It is all done with a relatively simple macro processor written in about
as close as possible to standard Fortran 66. The only extension needed
is the ability to compare value read in as characters.

The macro format is very simple, except that macros have the ability
to define other macros. Then, as is usual with compilers, the whole
processor is written in Mortran and translated to Fortran.

So, TeX is also written as a macro processsor, with relatively few
built-in operations, and many more defined through the macro facility.

The input sequences recognized by macros likely can't be generalized.
A macro can specify just about any combination of characters to be
included between macro arguments. Not so many use that, but they can.

There are, then, three ways to name macros. Most common is the
escape character, usually \, followed by some number of letters.
They can also be the escape character folllowed by one non-letter.
The characters which are letters can be changed at any time, but
most of the time, for user-level macros, letters are letters.

The third possibility is that a macro can be any one character with
the catcode of active. No escape character is needed.
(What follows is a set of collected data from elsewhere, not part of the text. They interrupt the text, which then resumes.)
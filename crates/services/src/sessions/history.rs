use chrono::{DateTime, Utc};
use std::sync::Arc;

use tracing::{info, warn};

use quiz_core::model::{HistoryStats, PerformanceTier, QuizResult, QuizResultId};
use storage::repository::{HistoryRepository, InMemoryStore, Storage, StorageError};

use crate::error::SessionError;

/// Presentation-agnostic history row.
#[derive(Debug, Clone, PartialEq, Eq)]
pub struct QuizHistoryItem {
    pub id: QuizResultId,
    pub completed_at: DateTime<Utc>,
    pub score: u32,
    pub total: u32,
    pub percentage: u32,
    pub tier: PerformanceTier,
}

impl QuizHistoryItem {
    #[must_use]
    pub fn from_result(result: &QuizResult) -> Self {
        Self {
            id: result.id(),
            completed_at: result.completed_at(),
            score: result.score(),
            total: result.total_questions(),
            percentage: result.percentage(),
            tier: result.tier(),
        }
    }
}

/// Read and append access to completed quiz results.
///
/// History is kept newest first. A stored list that no longer decodes is
/// treated as empty and replaced on the next append.
#[derive(Clone)]
pub struct HistoryService {
    history: Arc<dyn HistoryRepository>,
}

impl HistoryService {
    #[must_use]
    pub fn new(history: Arc<dyn HistoryRepository>) -> Self {
        Self { history }
    }

    #[must_use]
    pub fn in_memory() -> Self {
        Self::new(Storage::over(Arc::new(InMemoryStore::new())).history)
    }

    /// Load all results, newest first.
    ///
    /// # Errors
    ///
    /// Returns `SessionError::Storage` on repository failures other than an
    /// undecodable list.
    pub async fn results(&self) -> Result<Vec<QuizResult>, SessionError> {
        match self.history.load_history().await {
            Ok(results) => Ok(results),
            Err(StorageError::Serialization(reason)) => {
                warn!(%reason, "discarding unreadable quiz history");
                Ok(Vec::new())
            }
            Err(err) => Err(err.into()),
        }
    }

    /// Load up to `limit` of the most recent results.
    ///
    /// # Errors
    ///
    /// Returns `SessionError::Storage` on repository failures.
    pub async fn list_recent(&self, limit: usize) -> Result<Vec<QuizHistoryItem>, SessionError> {
        let results = self.results().await?;
        Ok(results
            .iter()
            .take(limit)
            .map(QuizHistoryItem::from_result)
            .collect())
    }

    /// # Errors
    ///
    /// Returns `SessionError::Storage` on repository failures.
    pub async fn stats(&self) -> Result<HistoryStats, SessionError> {
        Ok(HistoryStats::from_results(&self.results().await?))
    }

    /// Insert `result` at its newest-first position and persist the whole list.
    ///
    /// # Errors
    ///
    /// Returns `SessionError::Storage` if the list cannot be loaded or saved.
    pub async fn record(&self, result: QuizResult) -> Result<(), SessionError> {
        let mut results = self.results().await?;
        let position = results
            .iter()
            .position(|existing| existing.completed_at() <= result.completed_at())
            .unwrap_or(results.len());
        info!(
            score = result.score(),
            total = result.total_questions(),
            percentage = result.percentage(),
            "recording quiz result"
        );
        results.insert(position, result);
        self.history.save_history(&results).await?;
        Ok(())
    }
}

#[cfg(test)]
mod tests {
    use super::*;
    use chrono::Duration;
    use quiz_core::time::fixed_now;
    use storage::repository::{KeyValueStore, keys};

    #[tokio::test]
    async fn record_keeps_newest_first() {
        let service = HistoryService::in_memory();
        let now = fixed_now();

        service
            .record(QuizResult::new(now, 1, 2).unwrap())
            .await
            .unwrap();
        service
            .record(QuizResult::new(now + Duration::hours(2), 2, 2).unwrap())
            .await
            .unwrap();
        service
            .record(QuizResult::new(now + Duration::hours(1), 0, 2).unwrap())
            .await
            .unwrap();

        let items = service.list_recent(10).await.unwrap();
        let scores: Vec<u32> = items.iter().map(|i| i.score).collect();
        assert_eq!(scores, vec![2, 0, 1]);
        assert_eq!(items[0].tier, PerformanceTier::Excellent);

        assert_eq!(service.list_recent(1).await.unwrap().len(), 1);
    }

    #[tokio::test]
    async fn stats_summarize_history() {
        let service = HistoryService::in_memory();
        let now = fixed_now();
        for (score, offset) in [(5_u32, 0_i64), (8, 1), (10, 2)] {
            service
                .record(QuizResult::new(now + Duration::minutes(offset), score, 10).unwrap())
                .await
                .unwrap();
        }
        let stats = service.stats().await.unwrap();
        assert_eq!(stats.total_quizzes, 3);
        assert_eq!(stats.average_percentage, 76);
        assert_eq!(stats.best_percentage, 100);
    }

    #[tokio::test]
    async fn unreadable_history_is_reset() {
        let store = InMemoryStore::new();
        store.set(keys::HISTORY, "not json").await.unwrap();
        let service = HistoryService::new(Storage::over(Arc::new(store.clone())).history);

        assert!(service.results().await.unwrap().is_empty());

        service
            .record(QuizResult::new(fixed_now(), 1, 1).unwrap())
            .await
            .unwrap();
        assert_eq!(service.results().await.unwrap().len(), 1);
    }
}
It seems that there are now some programs that accept the TeX
way of writing mathematical equations, including the standard
macros for special characters. But not the general ability to
write macros, such as defining new characters or renaming
old ones, or any of the more strange things you can do. I suppose
BNF can be written for that, but likely not for the more general
syntax.
[The m4 macro processor tokenizes its input and then checks to see
if a token is a named macro. It's still used for autoconf
configuration scripts. -John]

--- SoupGate-Win32 v1.05
* Origin: fsxNet Usenet Gateway (21:1/5)

From gah4@21:1/5 to John on Mon Apr 5 13:29:02 2021

On Monday, April 5, 2021 at 7:55:35 AM UTC-7, gah4 wrote:

(snip, John wrote)

[The m4 macro processor tokenizes its input and then checks to see
if a token is a named macro. It's still used for autoconf
configuration scripts. -John]

I know about m4, but have managed never to use it.

Things that I might have done with it, I usually do with awk.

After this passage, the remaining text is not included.